Через год похожая конференция была проведена в Институте русского языка (в г. Телле, возле Дамаска). На ней я выступил с другим докладом, носившим такой же сравнительный характер. Руководитель контракта преподавателей, работавших в институте, дал мне свой московский телефон, чтобы я позвонил ему насчет планировавшегося сборника. Но когда я вернулся в Союз и связался ним, он сказал, что денег на издание его нет и вообще им сейчас не до этого. Больше статей и докладов по лингвистике я не писал и всякие мысли о кандидатской диссертации отбросил: мне, как и большинству жителей бывшего СССР, надо было решать не научные, а экзистенциальные проблемы.
Падение с Гур-Эмира
Однажды зашёл разговор о прекрасном узбекском фильме «Влюбленные», и я вспомнил, как приезжал в Ташкент и Самарканд с делегацией Общества слепых Туниса после работы на Олимпиаде-80 и перед началом 10-месячных курсов в «Интуристе». Это была уже моя третья делегация, которая приезжала по приглашению Всероссийского общества слепых. В других комитетах, даже в ЦК КПСС, мне платили 3 руб. в день, а здесь – 20, потому что это была хозрасчетная организация.
Руководителем тунисской делегации был зрячий – весьма скандальный человек. В Москве он требовал, чтобы меня заменили на женщину, а в Ташкенте – оплаты его международных телефонных переговоров. В Ленинграде он не просыхал, и я боялся, что его снимут с рейса. Выглядел он, как зомби из «Ночи живых мертвецов». Правда, по возращении в Москву он смягчился и даже подарил джинсы, которые вначале пытался мне же продать.
В Ташкенте к каждому из нас приставили по девушке. Они везде ходили с нами под руку и даже за столом сидели рядом. На них были одинаковые яркие национальные платья. Ко мне тоже приставили симпатичную девушку, хотя я сказал, что не слепой, а только близорукий. Она была очень мила и даже перед отъездом подарила мне бижутерию для жены.

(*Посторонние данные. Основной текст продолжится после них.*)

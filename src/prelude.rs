//! Convenience re-exports for the common path.
//!
//! ```rust
//! use redoubt::prelude::*;
//! ```

pub use crate::{
    Backoff, BaseUri, BreakerPolicy, CacheConfig, CacheLookup, Classification, Classifier,
    ClientConfig, Command, CommandCache, CommandContext, CommandEngine, CommandError,
    ConstantUriProvider, DiscoveryUriProvider, ExecutionPolicy, IsolationMode, Jitter, MapSource,
    PoolPolicy, RetryPolicy, SelectionStrategy, ServiceDiscovery, ServiceInstance, UriProvider,
};
//! Externally-callable health checks over engine state.

use crate::engine::CommandEngine;
use crate::provider::ServiceDiscovery;
use async_trait::async_trait;
use std::sync::Arc;

/// Tri-state health verdict.
#[derive(Debug, Clone, Copy, PartialEq, Eq)]
pub enum HealthStatus {
    Healthy,
    Unhealthy,
    /// The check could not decide (missing state, dependency not yet used).
    Unknown,
}

/// One check's verdict with an optional operator-facing message.
#[derive(Debug, Clone, PartialEq, Eq)]
pub struct HealthReport {
    pub status: HealthStatus,
    pub message: Option<String>,
}

impl HealthReport {
    pub fn healthy() -> Self {
        Self { status: HealthStatus::Healthy, message: None }
    }

    pub fn unhealthy(message: impl Into<String>) -> Self {
        Self { status: HealthStatus::Unhealthy, message: Some(message.into()) }
    }

    pub fn unknown(message: impl Into<String>) -> Self {
        Self { status: HealthStatus::Unknown, message: Some(message.into()) }
    }

    pub fn is_healthy(&self) -> bool {
        self.status == HealthStatus::Healthy
    }
}

/// An externally-pollable health check.
#[async_trait]
pub trait HealthCheck: Send + Sync {
    fn name(&self) -> &str;
    async fn do_check(&self) -> HealthReport;
}

/// Unhealthy when a command's rolling failure count (failures + timeouts)
/// reaches the configured threshold.
pub struct BreakerFailureCheck {
    engine: CommandEngine,
    command: String,
    min_failures: u64,
}

impl BreakerFailureCheck {
    pub fn new(engine: CommandEngine, command: impl Into<String>, min_failures: u64) -> Self {
        Self { engine, command: command.into(), min_failures }
    }
}

#[async_trait]
impl HealthCheck for BreakerFailureCheck {
    fn name(&self) -> &str {
        &self.command
    }

    async fn do_check(&self) -> HealthReport {
        match self.engine.breaker(&self.command) {
            None => HealthReport::unknown(format!(
                "command '{}' has not executed yet",
                self.command
            )),
            Some(breaker) => {
                let failures = breaker.metrics().failure_count();
                if failures >= self.min_failures {
                    HealthReport::unhealthy(format!(
                        "command '{}' has {} rolling failures (threshold {})",
                        self.command, failures, self.min_failures
                    ))
                } else {
                    HealthReport::healthy()
                }
            }
        }
    }
}

/// Unhealthy when discovery reports fewer instances than required.
pub struct DiscoveryCheck {
    discovery: Arc<dyn ServiceDiscovery>,
    min_instances: usize,
}

impl DiscoveryCheck {
    pub fn new(discovery: Arc<dyn ServiceDiscovery>, min_instances: usize) -> Self {
        Self { discovery, min_instances }
    }
}

#[async_trait]
impl HealthCheck for DiscoveryCheck {
    fn name(&self) -> &str {
        self.discovery.service_name()
    }

    async fn do_check(&self) -> HealthReport {
        let available =
            self.discovery.instances().await.iter().filter(|inst| inst.available).count();
        if available < self.min_instances {
            HealthReport::unhealthy(format!(
                "pool '{}' has {} available instances (minimum {})",
                self.discovery.service_name(),
                available,
                self.min_instances
            ))
        } else {
            HealthReport::healthy()
        }
    }
}

#[cfg(test)]
mod tests {
    use super::*;
    use crate::provider::{ServiceInstance, StaticDiscovery};

    #[tokio::test]
    async fn breaker_check_is_unknown_before_first_use() {
        let engine = CommandEngine::new();
        let check = BreakerFailureCheck::new(engine, "NeverRan", 3);
        let report = check.do_check().await;
        assert_eq!(report.status, HealthStatus::Unknown);
        assert!(report.message.unwrap().contains("NeverRan"));
    }

    #[tokio::test]
    async fn discovery_check_reports_on_available_count() {
        let discovery = Arc::new(StaticDiscovery::new(
            "svc",
            vec![
                ServiceInstance::new("a", "http://a:8080"),
                ServiceInstance::new("b", "http://b:8080").unavailable(),
            ],
        ));
        let check = DiscoveryCheck::new(discovery.clone(), 1);
        assert!(check.do_check().await.is_healthy());

        let strict = DiscoveryCheck::new(discovery.clone(), 2);
        let report = strict.do_check().await;
        assert_eq!(report.status, HealthStatus::Unhealthy);
        assert!(report.message.unwrap().contains("svc"));
    }

    #[tokio::test]
    async fn discovery_check_unhealthy_when_empty() {
        let discovery = Arc::new(StaticDiscovery::new("svc", vec![]));
        let check = DiscoveryCheck::new(discovery, 1);
        assert_eq!(check.do_check().await.status, HealthStatus::Unhealthy);
    }
}
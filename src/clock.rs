//! Clock abstraction so window and sleep timing can be faked in tests

use std::sync::atomic::{AtomicU64, Ordering};
use std::sync::Arc;
use std::time::Instant;

/// Source of monotonic milliseconds.
pub trait Clock: Send + Sync + std::fmt::Debug {
    fn now_millis(&self) -> u64;
}

/// Monotonic clock backed by `Instant::now()`.
#[derive(Debug, Clone)]
pub struct MonotonicClock {
    start: Instant,
}

impl Default for MonotonicClock {
    fn default() -> Self {
        Self { start: Instant::now() }
    }
}

impl Clock for MonotonicClock {
    fn now_millis(&self) -> u64 {
        self.start.elapsed().as_millis() as u64
    }
}

/// Hand-driven clock for deterministic tests.
#[derive(Debug, Clone, Default)]
pub struct ManualClock {
    now: Arc<AtomicU64>,
}

impl ManualClock {
    pub fn new() -> Self {
        Self::default()
    }

    /// Advance the clock by `millis`.
    pub fn advance(&self, millis: u64) {
        self.now.fetch_add(millis, Ordering::SeqCst);
    }
}

impl Clock for ManualClock {
    fn now_millis(&self) -> u64 {
        self.now.load(Ordering::SeqCst)
    }
}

В Ташкенте были официальные встречи (ещё нам показали старый город, но мечеть Хазрети Имам и два медресе мы увидели только снаружи), а в Самарканде культурная программа – посещение обсерватории Улугбека, Регистана и мавзолея Тамерлана (Гур-Эмира). В последнем месте, о котором и так ходили зловещие разговоры, у нас произошло ЧП. Я вышел подышать воздухом через боковой проход и вдруг услышал, что кто-то снизу зовёт меня на помощь. С делегацией по маршруту поехал наш слепой журналист. Он вышел на улицу тем же путём, что и я, и упал с высокого каменного куба на землю. Как он ушёл от единственной среди сопровождающих высокой девушки, я так и не понял. Носилки с ним внесли через задний вход маленького самолетика и поставили в проходе. Всю дорогу он стонал. В Москве оказалось, что у него перелом бедра. Вот так печально завершилась наша поездка.